use crate::codec::builder::{build_payload, length_field, require};
use crate::codec::{BuildError, BuildPolicy, Header, Packet, PacketBuilder, check_width};
use crate::protocols::numbers::{GtpV1ExtensionHeaderType, GtpV1MessageType};

use super::extension::GtpExtensionHeader;
use super::layout;
use super::packet::{GtpV1Header, GtpV1Packet};

const PROTOCOL: &str = "GTP-U";

/// Staging object for a [`GtpV1Packet`].
///
/// `message_type` is required. Version defaults to 1 and the protocol type
/// to GTP. The optional sequence number / N-PDU number / next type block is
/// written iff one of the E, S or PN flags is set; unset values are zero.
///
/// With `correct_length_at_build`, the length field, every extension length
/// byte and the next-type links are recomputed and the E flag follows the
/// extension list. With `padding_at_build`, extension contents are zero
/// padded to the 4-octet rule.
pub struct GtpV1Builder {
    version: u8,
    protocol_type: bool,
    reserved: bool,
    extension_header_flag: bool,
    sequence_number_flag: bool,
    n_pdu_number_flag: bool,
    message_type: Option<GtpV1MessageType>,
    length: u16,
    teid: u32,
    sequence_number: Option<u16>,
    n_pdu_number: Option<u8>,
    next_extension_header_type: Option<GtpV1ExtensionHeaderType>,
    extension_headers: Vec<GtpExtensionHeader>,
    payload: Option<Box<dyn PacketBuilder>>,
    policy: BuildPolicy,
}

impl Default for GtpV1Builder {
    fn default() -> Self {
        Self::new()
    }
}

impl GtpV1Builder {
    pub fn new() -> Self {
        Self {
            version: 1,
            protocol_type: true,
            reserved: false,
            extension_header_flag: false,
            sequence_number_flag: false,
            n_pdu_number_flag: false,
            message_type: None,
            length: 0,
            teid: 0,
            sequence_number: None,
            n_pdu_number: None,
            next_extension_header_type: None,
            extension_headers: Vec::new(),
            payload: None,
            policy: BuildPolicy::default(),
        }
    }

    pub(super) fn from_packet(packet: &GtpV1Packet) -> Self {
        let h = &packet.header;
        Self {
            version: h.version,
            protocol_type: h.protocol_type,
            reserved: h.reserved,
            extension_header_flag: h.extension_header_flag,
            sequence_number_flag: h.sequence_number_flag,
            n_pdu_number_flag: h.n_pdu_number_flag,
            message_type: Some(h.message_type),
            length: h.length,
            teid: h.teid,
            sequence_number: h.sequence_number,
            n_pdu_number: h.n_pdu_number,
            next_extension_header_type: h.next_extension_header_type,
            extension_headers: h.extension_headers.clone(),
            payload: packet
                .payload
                .clone()
                .map(|payload| Box::new(payload) as Box<dyn PacketBuilder>),
            policy: BuildPolicy::default(),
        }
    }

    pub fn version(mut self, version: u8) -> Self {
        self.version = version;
        self
    }

    pub fn protocol_type(mut self, gtp: bool) -> Self {
        self.protocol_type = gtp;
        self
    }

    pub fn reserved(mut self, on: bool) -> Self {
        self.reserved = on;
        self
    }

    pub fn extension_header_flag(mut self, on: bool) -> Self {
        self.extension_header_flag = on;
        self
    }

    pub fn sequence_number_flag(mut self, on: bool) -> Self {
        self.sequence_number_flag = on;
        self
    }

    pub fn n_pdu_number_flag(mut self, on: bool) -> Self {
        self.n_pdu_number_flag = on;
        self
    }

    pub fn message_type(mut self, message_type: GtpV1MessageType) -> Self {
        self.message_type = Some(message_type);
        self
    }

    pub fn length(mut self, length: u16) -> Self {
        self.length = length;
        self
    }

    pub fn teid(mut self, teid: u32) -> Self {
        self.teid = teid;
        self
    }

    pub fn sequence_number(mut self, sequence_number: u16) -> Self {
        self.sequence_number = Some(sequence_number);
        self
    }

    pub fn n_pdu_number(mut self, n_pdu_number: u8) -> Self {
        self.n_pdu_number = Some(n_pdu_number);
        self
    }

    pub fn next_extension_header_type(mut self, next: GtpV1ExtensionHeaderType) -> Self {
        self.next_extension_header_type = Some(next);
        self
    }

    pub fn extension_header(mut self, extension: GtpExtensionHeader) -> Self {
        self.extension_headers.push(extension);
        self
    }

    pub fn extension_headers(mut self, extensions: Vec<GtpExtensionHeader>) -> Self {
        self.extension_headers = extensions;
        self
    }

    pub fn payload<B: PacketBuilder + 'static>(mut self, payload: B) -> Self {
        self.payload = Some(Box::new(payload));
        self
    }

    pub fn payload_builder(mut self, payload: Option<Box<dyn PacketBuilder>>) -> Self {
        self.payload = payload;
        self
    }

    pub fn correct_length_at_build(mut self, on: bool) -> Self {
        self.policy.correct_length_at_build = on;
        self
    }

    pub fn padding_at_build(mut self, on: bool) -> Self {
        self.policy.padding_at_build = on;
        self
    }

    pub fn policy(mut self, policy: BuildPolicy) -> Self {
        self.policy = policy;
        self
    }

    pub fn build(self) -> Result<GtpV1Packet, BuildError> {
        let message_type = require(self.message_type, PROTOCOL, "message_type")?;
        check_width(
            PROTOCOL,
            "version",
            u64::from(self.version),
            layout::VERSION_BITS,
        )?;
        for extension in &self.extension_headers {
            extension.validate()?;
        }

        let (payload, payload_bytes) = build_payload(self.payload)?;

        let mut extensions = self.extension_headers;
        if self.policy.padding_at_build {
            extensions.iter_mut().for_each(GtpExtensionHeader::pad_to_unit);
        }
        let mut extension_header_flag = self.extension_header_flag;
        let mut next_extension_header_type = self.next_extension_header_type;
        if self.policy.correct_length_at_build {
            let types: Vec<_> = extensions.iter().map(|e| e.extension_type()).collect();
            let end = GtpV1ExtensionHeaderType::NO_MORE_EXTENSION_HEADERS;
            for (index, extension) in extensions.iter_mut().enumerate() {
                extension.set_next_extension_type(types.get(index + 1).copied().unwrap_or(end));
                extension.correct_length()?;
            }
            extension_header_flag = !extensions.is_empty();
            next_extension_header_type = Some(types.first().copied().unwrap_or(end));
        }

        let has_optional_fields =
            extension_header_flag || self.sequence_number_flag || self.n_pdu_number_flag;
        if !has_optional_fields && !extensions.is_empty() {
            return Err(BuildError::invalid(
                PROTOCOL,
                "extension headers need the E, S or PN flag",
            ));
        }
        let mut header = GtpV1Header {
            version: self.version,
            protocol_type: self.protocol_type,
            reserved: self.reserved,
            extension_header_flag,
            sequence_number_flag: self.sequence_number_flag,
            n_pdu_number_flag: self.n_pdu_number_flag,
            message_type,
            length: self.length,
            teid: self.teid,
            sequence_number: has_optional_fields.then(|| self.sequence_number.unwrap_or(0)),
            n_pdu_number: has_optional_fields.then(|| self.n_pdu_number.unwrap_or(0)),
            next_extension_header_type: has_optional_fields
                .then(|| next_extension_header_type.unwrap_or_default()),
            extension_headers: extensions,
        };

        if self.policy.correct_length_at_build {
            let total = header.length() - layout::MANDATORY_LEN + payload_bytes.len();
            header.length = length_field(PROTOCOL, "length", total, layout::LENGTH_BITS)? as u16;
        }

        Ok(GtpV1Packet { header, payload })
    }
}

impl PacketBuilder for GtpV1Builder {
    fn build_packet(self: Box<Self>) -> Result<Box<dyn Packet>, BuildError> {
        Ok(Box::new((*self).build()?))
    }
}

#[cfg(test)]
mod tests {
    use super::*;
    use crate::codec::UnknownPacket;
    use crate::protocols::gtp::{DlUserData, GtpExtensionContent, NrUFrame};

    #[test]
    fn corrects_length_and_links_extensions() {
        let nr_u = GtpExtensionHeader::new(GtpExtensionContent::NrRanContainer(
            NrUFrame::DlUserData(DlUserData {
                nr_u_sequence_number: 5,
                dl_discard_nr_pdcp_pdu_sn: Some(3),
                ..DlUserData::default()
            }),
        ));
        let udp_port = GtpExtensionHeader::new(GtpExtensionContent::UdpPort(2152));
        let packet = GtpV1Builder::new()
            .message_type(GtpV1MessageType::G_PDU)
            .teid(0x01020304)
            .extension_header(nr_u)
            .extension_header(udp_port)
            .payload(UnknownPacket::builder(vec![0x60, 0, 0, 0]))
            .policy(BuildPolicy::CORRECT_ALL)
            .build()
            .unwrap();

        let header = packet.header();
        assert!(header.extension_header_flag());
        assert_eq!(
            header.next_extension_header_type(),
            Some(GtpV1ExtensionHeaderType::NR_RAN_CONTAINER)
        );
        let extensions = header.extension_headers();
        assert_eq!(extensions[0].length_units(), 3);
        assert_eq!(extensions[0].next_extension_type(), GtpV1ExtensionHeaderType::UDP_PORT);
        assert_eq!(extensions[1].length_units(), 1);
        // 4 optional + 12 + 4 extension bytes + 4 payload bytes.
        assert_eq!(header.length_field(), 24);

        let bytes = packet.raw_data();
        let decoded = GtpV1Packet::new_packet(&bytes, 0, bytes.len()).unwrap();
        assert_eq!(decoded.header(), packet.header());
        assert_eq!(decoded.raw_data(), bytes);
    }

    #[test]
    fn sequence_flag_alone_writes_optional_fields() {
        let packet = GtpV1Builder::new()
            .message_type(GtpV1MessageType::ECHO_REQUEST)
            .sequence_number_flag(true)
            .sequence_number(0x1234)
            .correct_length_at_build(true)
            .build()
            .unwrap();
        assert_eq!(packet.header().length_field(), 4);
        assert_eq!(packet.header().n_pdu_number(), Some(0));
        assert_eq!(
            packet.raw_data(),
            [0x32, 0x01, 0x00, 0x04, 0, 0, 0, 0, 0x12, 0x34, 0x00, 0x00]
        );
    }

    #[test]
    fn extensions_without_flags_are_rejected() {
        let err = GtpV1Builder::new()
            .message_type(GtpV1MessageType::G_PDU)
            .extension_header(GtpExtensionHeader::new(GtpExtensionContent::UdpPort(1)))
            .build()
            .unwrap_err();
        assert!(matches!(err, BuildError::Invalid { .. }));
    }

    #[test]
    fn unaligned_extension_needs_padding() {
        let raw = GtpExtensionHeader::from_parts(
            0,
            GtpExtensionContent::LongPdcpPduNumber(1),
            Vec::new(),
            GtpV1ExtensionHeaderType::NO_MORE_EXTENSION_HEADERS,
        );
        let build = |padding: bool| {
            GtpV1Builder::new()
                .message_type(GtpV1MessageType::G_PDU)
                .extension_header(raw.clone())
                .correct_length_at_build(true)
                .padding_at_build(padding)
                .build()
        };
        assert!(matches!(build(false), Err(BuildError::Invalid { .. })));
        let packet = build(true).unwrap();
        assert_eq!(packet.header().extension_headers()[0].length_units(), 2);
    }

    #[test]
    fn version_width_and_message_type_are_checked() {
        let err = GtpV1Builder::new()
            .message_type(GtpV1MessageType::G_PDU)
            .version(8)
            .build()
            .unwrap_err();
        assert!(matches!(err, BuildError::OutOfRange { field: "version", .. }));

        let err = GtpV1Builder::new().build().unwrap_err();
        assert!(matches!(err, BuildError::MissingField { field: "message_type", .. }));
    }
}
---
-- Task details --
List every line in the records above that contains the word "super".

-- Written answer --
use super::extension::GtpExtensionHeader;
use super::layout;
use super::packet::{GtpV1Header, GtpV1Packet};
    pub(super) fn from_packet(packet: &GtpV1Packet) -> Self {
    use super::*;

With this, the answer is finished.